### What to produce
For the records below, give the count of lines holding the word "Clone" and nothing more.

### The data
▶

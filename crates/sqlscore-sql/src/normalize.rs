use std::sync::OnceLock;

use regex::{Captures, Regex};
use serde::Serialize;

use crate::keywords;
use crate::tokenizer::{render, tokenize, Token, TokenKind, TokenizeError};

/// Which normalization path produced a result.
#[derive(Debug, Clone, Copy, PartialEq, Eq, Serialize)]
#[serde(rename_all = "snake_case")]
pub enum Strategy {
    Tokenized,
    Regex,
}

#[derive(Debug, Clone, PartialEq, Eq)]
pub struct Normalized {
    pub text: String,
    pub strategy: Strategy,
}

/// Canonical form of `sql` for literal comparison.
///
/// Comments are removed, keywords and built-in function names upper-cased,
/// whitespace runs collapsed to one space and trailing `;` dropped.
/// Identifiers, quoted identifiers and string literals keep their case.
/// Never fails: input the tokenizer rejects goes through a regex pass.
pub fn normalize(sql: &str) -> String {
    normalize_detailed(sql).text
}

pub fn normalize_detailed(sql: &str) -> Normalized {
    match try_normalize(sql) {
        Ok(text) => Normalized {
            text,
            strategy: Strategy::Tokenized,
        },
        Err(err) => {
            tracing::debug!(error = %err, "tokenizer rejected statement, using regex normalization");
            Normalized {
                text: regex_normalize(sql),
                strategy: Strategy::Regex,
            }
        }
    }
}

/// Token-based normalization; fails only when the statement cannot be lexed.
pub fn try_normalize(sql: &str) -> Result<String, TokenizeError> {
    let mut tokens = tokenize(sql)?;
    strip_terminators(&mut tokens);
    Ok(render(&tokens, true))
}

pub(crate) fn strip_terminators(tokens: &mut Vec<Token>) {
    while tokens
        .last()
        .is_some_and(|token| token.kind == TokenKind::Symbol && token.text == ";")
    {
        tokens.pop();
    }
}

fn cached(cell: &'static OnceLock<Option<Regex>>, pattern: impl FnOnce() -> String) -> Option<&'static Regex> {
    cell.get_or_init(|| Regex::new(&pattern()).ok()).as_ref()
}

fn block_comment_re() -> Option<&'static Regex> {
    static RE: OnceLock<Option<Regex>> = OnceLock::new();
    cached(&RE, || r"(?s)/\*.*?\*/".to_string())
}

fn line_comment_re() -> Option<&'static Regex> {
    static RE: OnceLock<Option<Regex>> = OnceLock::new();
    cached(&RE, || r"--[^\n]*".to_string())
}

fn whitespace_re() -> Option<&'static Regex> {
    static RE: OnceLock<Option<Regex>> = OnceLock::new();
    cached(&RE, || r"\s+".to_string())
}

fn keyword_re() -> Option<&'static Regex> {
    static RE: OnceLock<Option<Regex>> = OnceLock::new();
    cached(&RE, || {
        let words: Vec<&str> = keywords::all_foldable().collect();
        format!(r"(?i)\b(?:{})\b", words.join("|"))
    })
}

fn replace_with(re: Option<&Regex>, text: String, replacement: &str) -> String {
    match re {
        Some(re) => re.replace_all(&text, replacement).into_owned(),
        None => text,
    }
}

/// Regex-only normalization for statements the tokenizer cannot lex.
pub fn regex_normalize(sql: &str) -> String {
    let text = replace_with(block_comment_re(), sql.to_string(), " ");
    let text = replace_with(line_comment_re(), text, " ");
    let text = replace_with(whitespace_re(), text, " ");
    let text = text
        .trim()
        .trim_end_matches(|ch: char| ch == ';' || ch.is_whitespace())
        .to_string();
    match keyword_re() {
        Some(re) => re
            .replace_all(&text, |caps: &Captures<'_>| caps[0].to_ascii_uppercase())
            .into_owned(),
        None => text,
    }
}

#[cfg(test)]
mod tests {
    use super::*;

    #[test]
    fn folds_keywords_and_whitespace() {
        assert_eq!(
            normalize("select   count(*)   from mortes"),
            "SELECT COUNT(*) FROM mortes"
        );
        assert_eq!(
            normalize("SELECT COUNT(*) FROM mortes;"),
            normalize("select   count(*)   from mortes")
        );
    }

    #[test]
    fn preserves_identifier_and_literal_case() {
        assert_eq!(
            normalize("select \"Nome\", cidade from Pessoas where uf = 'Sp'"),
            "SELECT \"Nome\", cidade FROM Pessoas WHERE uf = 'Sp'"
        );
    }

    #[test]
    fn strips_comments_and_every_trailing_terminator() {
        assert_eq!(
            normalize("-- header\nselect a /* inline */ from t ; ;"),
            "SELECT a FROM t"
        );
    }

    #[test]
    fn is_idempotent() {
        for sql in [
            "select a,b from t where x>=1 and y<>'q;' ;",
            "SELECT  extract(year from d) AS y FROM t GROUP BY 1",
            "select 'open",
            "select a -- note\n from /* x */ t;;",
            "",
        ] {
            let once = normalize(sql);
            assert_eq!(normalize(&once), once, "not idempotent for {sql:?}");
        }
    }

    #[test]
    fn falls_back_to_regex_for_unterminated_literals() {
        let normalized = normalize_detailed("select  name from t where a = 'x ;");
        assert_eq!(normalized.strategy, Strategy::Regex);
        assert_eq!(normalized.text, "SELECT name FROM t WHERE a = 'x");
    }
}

◀

### Result of the task
2